The Nix and NATS logos together

For the past month or so, I’ve been experimenting with Nits, a different approach to NixOS deployments that is pull rather than push-based. And as part of that effort, I needed to address how exactly I would push NixOS system closures to the machines under management.

Typically, in a push-based deployment approach, you can copy the system closure directly via SSH whenever you’re deploying. But with Nits, the agent process running on the target machine needs to be able to connect and download the latest closure on demand, sometimes days or weeks after the deployment was triggered.

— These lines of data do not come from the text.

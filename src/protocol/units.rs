//! Wire ↔ display unit conversion.
//!
//! The generator reports currents in µA, voltages in V and timer values in whole
//! seconds, while operators set and read mA, kV and H:M:S. All conversions are
//! integer floor divisions: the firmware never reports sub-unit precision, and the
//! truncation direction has to match what the front panel shows.

use serde::{Deserialize, Serialize};

/// Number of wire units in one display unit for a given quantity.
///
/// Firmware revisions disagree on whether the current is already reported in mA,
/// so the factor is configuration rather than a hard-coded constant.
#[derive(Debug, Clone, Copy, PartialEq, Eq, Serialize, Deserialize)]
#[serde(transparent)]
pub struct UnitScale(pub i32);

impl UnitScale {
    /// µA → mA, V → kV.
    pub const MILLI: UnitScale = UnitScale(1000);
    /// Wire and display units are the same.
    pub const IDENTITY: UnitScale = UnitScale(1);

    /// Convert a wire value to display units, flooring the result.
    pub fn to_display(self, wire: i32) -> i32 {
        wire.div_euclid(self.0)
    }

    /// Convert a display value back to wire units.
    pub fn to_wire(self, display: i32) -> i32 {
        display.saturating_mul(self.0)
    }
}

impl Default for UnitScale {
    fn default() -> Self {
        UnitScale::MILLI
    }
}

/// Microamps to milliamps (floor).
pub fn micro_to_milli(wire: i32) -> i32 {
    UnitScale::MILLI.to_display(wire)
}

/// Volts to kilovolts (floor).
pub fn volts_to_kilovolts(wire: i32) -> i32 {
    UnitScale::MILLI.to_display(wire)
}

/// A duration split into hours, minutes and seconds.
#[derive(Debug, Clone, Copy, Default, PartialEq, Eq, Serialize, Deserialize)]
pub struct Hms {
    pub hours: i32,
    pub minutes: i32,
    pub seconds: i32,
}

impl Hms {
    /// Components are taken as given, without carrying overflow into the
    /// next unit.
    pub fn new(hours: i32, minutes: i32, seconds: i32) -> Self {
        Self {
            hours,
            minutes,
            seconds,
        }
    }

    /// Split a total number of seconds: `m, s = divmod(t, 60); h, m = divmod(m, 60)`.
    pub fn from_total_seconds(total: i32) -> Self {
        let minutes = total.div_euclid(60);
        let seconds = total.rem_euclid(60);
        Self {
            hours: minutes.div_euclid(60),
            minutes: minutes.rem_euclid(60),
            seconds,
        }
    }

    pub fn total_seconds(&self) -> i32 {
        self.hours * 3600 + self.minutes * 60 + self.seconds
    }
}

impl std::fmt::Display for Hms {
    fn fmt(&self, f: &mut std::fmt::Formatter<'_>) -> std::fmt::Result {
        write!(f, "{:02}:{:02}:{:02}", self.hours, self.minutes, self.seconds)
    }
}
//! Tracing output for the browser: one console call per event, at the
//! console method matching the event's level

use std::io;

use tracing::{Level, Metadata};
use tracing_subscriber::fmt::MakeWriter;

pub fn init() {
    tracing_subscriber::fmt()
        .with_writer(ConsoleWriter)
        .with_max_level(Level::DEBUG)
        .with_ansi(false)
        // wasm32-unknown-unknown has no system clock
        .without_time()
        .init();
}

struct ConsoleWriter;

impl<'a> MakeWriter<'a> for ConsoleWriter {
    type Writer = ConsoleLine;

    fn make_writer(&'a self) -> Self::Writer {
        ConsoleLine::new(Level::INFO)
    }

    fn make_writer_for(&'a self, meta: &Metadata<'_>) -> Self::Writer {
        ConsoleLine::new(*meta.level())
    }
}

/// Buffers one formatted event and hands it to the console on drop
struct ConsoleLine {
    level: Level,
    buf: Vec<u8>,
}

impl ConsoleLine {
    fn new(level: Level) -> Self {
        Self { level, buf: Vec::new() }
    }
}

impl io::Write for ConsoleLine {
    fn write(&mut self, bytes: &[u8]) -> io::Result<usize> {
        self.buf.extend_from_slice(bytes);
        Ok(bytes.len())
    }

    fn flush(&mut self) -> io::Result<()> {
        Ok(())
    }
}

impl Drop for ConsoleLine {
    fn drop(&mut self) {
        let text = String::from_utf8_lossy(&self.buf);
        let line = wasm_bindgen::JsValue::from_str(text.trim_end());
        match self.level {
            Level::ERROR => web_sys::console::error_1(&line),
            Level::WARN => web_sys::console::warn_1(&line),
            Level::INFO => web_sys::console::info_1(&line),
            Level::DEBUG | Level::TRACE => web_sys::console::debug_1(&line),
        }
    }
}
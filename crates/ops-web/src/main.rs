mod actions;
mod api;
mod app;
mod browser;
mod components;
mod config;
mod logging;

fn main() {
    console_error_panic_hook::set_once();
    logging::init();

    // pages without the dashboard mount point are left untouched
    let Some(root) = browser::find_element(config::CONFIG.mount_selector) else {
        return;
    };
    leptos::mount::mount_to(root, app::App).forget();
}
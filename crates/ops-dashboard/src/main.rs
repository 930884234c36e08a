//! Operations dashboard CLI
//!
//! Renders the filtered dashboard table to a standalone HTML page, exports
//! the filtered rows as CSV and inspects the data file's columns, using the
//! same core as the browser app.

use anyhow::{Context, Result};
use clap::{Parser, Subcommand};
use serde::Serialize;
use std::path::{Path, PathBuf};
use tracing::{debug, info};
use tracing_subscriber::EnvFilter;

use ops_dashboard::columns::ColumnSelection;
use ops_dashboard::{
    Command as DashboardCommand, DashboardConfig, Effect, FileConfig, FilterCriteria, Session, export, loader, render,
};

/// Default config file path
const CONFIG_FILE: &str = "dashboard.toml";

/// Title of the rendered page
const PAGE_TITLE: &str = "Operations Dashboard";

#[derive(Parser, Debug)]
#[command(name = "ops-dashboard")]
#[command(about = "Filter, render and export the operations dashboard data")]
struct Args {
    /// Config file (optional; defaults apply when missing)
    #[arg(short, long, default_value = CONFIG_FILE, global = true)]
    config: PathBuf,

    /// Directory the data file paths are resolved against
    #[arg(short, long, default_value = ".", global = true)]
    data_dir: PathBuf,

    /// Verbose output
    #[arg(short, long, global = true)]
    verbose: bool,

    #[command(subcommand)]
    command: Command,
}

/// Filter options shared by render and export
#[derive(clap::Args, Debug)]
struct FilterArgs {
    /// Start date, inclusive (e.g., 2024-05-01)
    #[arg(long)]
    from: Option<String>,

    /// End date, inclusive
    #[arg(long)]
    to: Option<String>,

    /// Category id (exact match, e.g., measurement)
    #[arg(long)]
    category: Option<String>,
}

impl FilterArgs {
    fn criteria(&self) -> Result<FilterCriteria> {
        let criteria = FilterCriteria::parse(
            self.from.as_deref().unwrap_or_default(),
            self.to.as_deref().unwrap_or_default(),
            self.category.as_deref().unwrap_or_default(),
        )?;
        Ok(criteria)
    }
}

#[derive(Subcommand, Debug)]
enum Command {
    /// Write the filtered table as a standalone HTML page
    Render {
        #[command(flatten)]
        filter: FilterArgs,

        /// Columns to show, comma separated (default: preferred columns)
        #[arg(long, value_delimiter = ',', conflicts_with = "all_columns")]
        columns: Option<Vec<String>>,

        /// Show every column in the file
        #[arg(long)]
        all_columns: bool,

        /// Output HTML file
        #[arg(short, long, default_value = "dashboard.html")]
        output: PathBuf,
    },

    /// Write the filtered rows as CSV
    Export {
        #[command(flatten)]
        filter: FilterArgs,

        /// Output file (default: export file name from config, in the current directory)
        #[arg(short, long)]
        output: Option<PathBuf>,
    },

    /// List the columns found in the data file
    Columns {
        /// Print as JSON
        #[arg(long)]
        json: bool,
    },

    /// Write an empty data file with the preferred columns
    Template {
        /// Output CSV file
        #[arg(short, long, default_value = "data.csv")]
        output: PathBuf,
    },
}

#[derive(Serialize, Debug)]
struct ColumnInfo<'a> {
    index: usize,
    name: &'a str,
    role: String,
    visible: bool,
}

fn init_logging(verbose: bool) {
    let default_level = if verbose { "debug" } else { "info" };
    let filter = EnvFilter::try_from_default_env().unwrap_or_else(|_| EnvFilter::new(default_level));
    tracing_subscriber::fmt().with_env_filter(filter).with_writer(std::io::stderr).init();
}

/// Load the config file if present, otherwise use defaults
fn load_config(path: &Path) -> Result<DashboardConfig> {
    if !path.exists() {
        debug!("Config file '{}' not found, using defaults", path.display());
        return Ok(DashboardConfig::default());
    }

    let file_config = FileConfig::load(path)?;
    Ok(DashboardConfig::from_file(&file_config))
}

/// Locate, read and parse the data file into a ready session
fn load_session(config: DashboardConfig, data_dir: &Path) -> Result<Session> {
    let candidates = loader::candidate_paths(&config, None);
    let (source, text) = loader::read_from_dir(data_dir, &candidates)
        .with_context(|| format!("Failed to load data from {}", data_dir.display()))?;

    let mut session = Session::new(config);
    session
        .load(&source, &text)
        .with_context(|| format!("Failed to parse {}", data_dir.join(&source).display()))?;
    Ok(session)
}

/// Apply a command that must change the view; alerts become errors
fn apply(session: &mut Session, command: DashboardCommand) -> Result<()> {
    match session.dispatch(command) {
        Effect::Alert(message) => anyhow::bail!(message),
        Effect::Render | Effect::Download(_) | Effect::Unchanged => Ok(()),
    }
}

fn run_render(
    session: &mut Session,
    filter: &FilterArgs,
    columns: Option<&[String]>,
    all_columns: bool,
    output: &Path,
) -> Result<()> {
    apply(session, DashboardCommand::Search(filter.criteria()?))?;

    if all_columns {
        apply(session, DashboardCommand::SelectAllColumns)?;
    } else if let Some(names) = columns {
        let schema = session.dataset().map(|d| d.schema().clone()).unwrap_or_default();
        let mut indices = Vec::with_capacity(names.len());
        for name in names {
            let column = schema
                .columns()
                .iter()
                .find(|c| ops_dashboard::config::header_matches(&c.name, name))
                .with_context(|| format!("Unknown column '{}'. Available: {}", name, schema.names().collect::<Vec<_>>().join(", ")))?;
            indices.push(column.index);
        }

        apply(session, DashboardCommand::SelectNoColumns)?;
        for index in indices {
            apply(session, DashboardCommand::ToggleColumn { index, checked: true })?;
        }
    }

    let page = render::render_page(PAGE_TITLE, &session.summary(), &session.table());
    std::fs::write(output, page).with_context(|| format!("Failed to write {}", output.display()))?;

    info!("{} -> {}", session.summary(), output.display());
    Ok(())
}

fn run_export(session: &mut Session, filter: &FilterArgs, output: Option<&Path>) -> Result<()> {
    apply(session, DashboardCommand::Search(filter.criteria()?))?;

    let download = match session.dispatch(DashboardCommand::Export) {
        Effect::Download(download) => download,
        Effect::Alert(message) => anyhow::bail!(message),
        Effect::Render | Effect::Unchanged => anyhow::bail!("Export produced no file"),
    };

    let path = match output {
        Some(path) => {
            std::fs::write(path, download.contents.as_bytes())
                .with_context(|| format!("Failed to write {}", path.display()))?;
            path.to_path_buf()
        }
        None => export::write_to_dir(&download, Path::new("."))?,
    };

    info!("Wrote {} rows to {}", session.filtered_rows().len(), path.display());
    Ok(())
}

fn run_columns(session: &Session, json: bool) -> Result<()> {
    let Some(dataset) = session.dataset() else {
        anyhow::bail!("No data loaded");
    };
    let selection = ColumnSelection::with_defaults(dataset.schema(), session.config());

    let infos: Vec<ColumnInfo> = dataset
        .schema()
        .columns()
        .iter()
        .map(|column| ColumnInfo {
            index: column.index,
            name: &column.name,
            role: format!("{:?}", column.role).to_lowercase(),
            visible: selection.is_checked(column.index),
        })
        .collect();

    if json {
        println!("{}", serde_json::to_string_pretty(&infos)?);
        return Ok(());
    }

    println!("INDEX  NAME                     ROLE       VISIBLE");
    for info in &infos {
        println!(
            "{:<6} {:<24} {:<10} {}",
            info.index,
            info.name,
            info.role,
            if info.visible { "yes" } else { "no" }
        );
    }
    Ok(())
}

fn run_template(config: &DashboardConfig, output: &Path) -> Result<()> {
    if output.exists() {
        anyhow::bail!("{} already exists; refusing to overwrite", output.display());
    }

    let text = export::template(&config.preferred_columns)?;
    std::fs::write(output, text).with_context(|| format!("Failed to write {}", output.display()))?;
    info!("Wrote template with {} columns to {}", config.preferred_columns.len(), output.display());
    Ok(())
}

fn main() -> Result<()> {
    let args = Args::parse();
    init_logging(args.verbose);

    let config = load_config(&args.config)?;

    match &args.command {
        Command::Template { output } => run_template(&config, output),
        Command::Render {
            filter,
            columns,
            all_columns,
            output,
        } => {
            let mut session = load_session(config, &args.data_dir)?;
            run_render(&mut session, filter, columns.as_deref(), *all_columns, output)
        }
        Command::Export { filter, output } => {
            let mut session = load_session(config, &args.data_dir)?;
            run_export(&mut session, filter, output.as_deref())
        }
        Command::Columns { json } => {
            let session = load_session(config, &args.data_dir)?;
            run_columns(&session, *json)
        }
    }
}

“Use a Binary Cache”, I hear you say. And yes, I did. But instead of spinning up an instance of Harmonia, configuring an S3 Bucket or hitting up Domen over at Cachix, instead, I decided to roll my own.

Keep It Simple (Stupid)

Ideally, I want to keep the number of moving parts and things needing to be configured to a minimum. And the idea of running a separate standalone binary cache or adding a third-party dependency at this stage doesn’t appeal to me.

Initially, I want to keep everything within NATS as much as possible. I’m not ruling out running a standalone binary cache in the future, but I only want to do that when it feels necessary, not convenient.

In a perfect world, the agent would be configured on the target machine, make an outbound connection to NATS, and that’s it. Users who want to update a target machine copy the closure into NATS first and then trigger the deployment.

This architecture is simple and easy to reason about, and the security boundary is quite clear.

In a previous post, I mentioned that NATS is a one-stop shop for all your architectural needs. So, when I decided to implement a binary cache, I naturally started giving the KV and Object Store a closer look.

What is a Binary Cache?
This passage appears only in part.